Dataset entries:
::::::
//! `rfetch completions <shell>` – print shell completions.

use clap::CommandFactory;
use clap_complete::Shell;

use crate::cli::Cli;

pub fn run_completions(shell: Shell) {
    let mut cmd = Cli::command();
    clap_complete::generate(shell, &mut cmd, "rfetch", &mut std::io::stdout());
}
::::::
TASK OBJECTIVE:
So that the data stays intact, repeat all of it exactly.

RESULT BELOW:
//! `rfetch completions <shell>` – print shell completions.

use clap::CommandFactory;
use clap_complete::Shell;

use crate::cli::Cli;

pub fn run_completions(shell: Shell) {
    let mut cmd = Cli::command();
    clap_complete::generate(shell, &mut cmd, "rfetch", &mut std::io::stdout());
}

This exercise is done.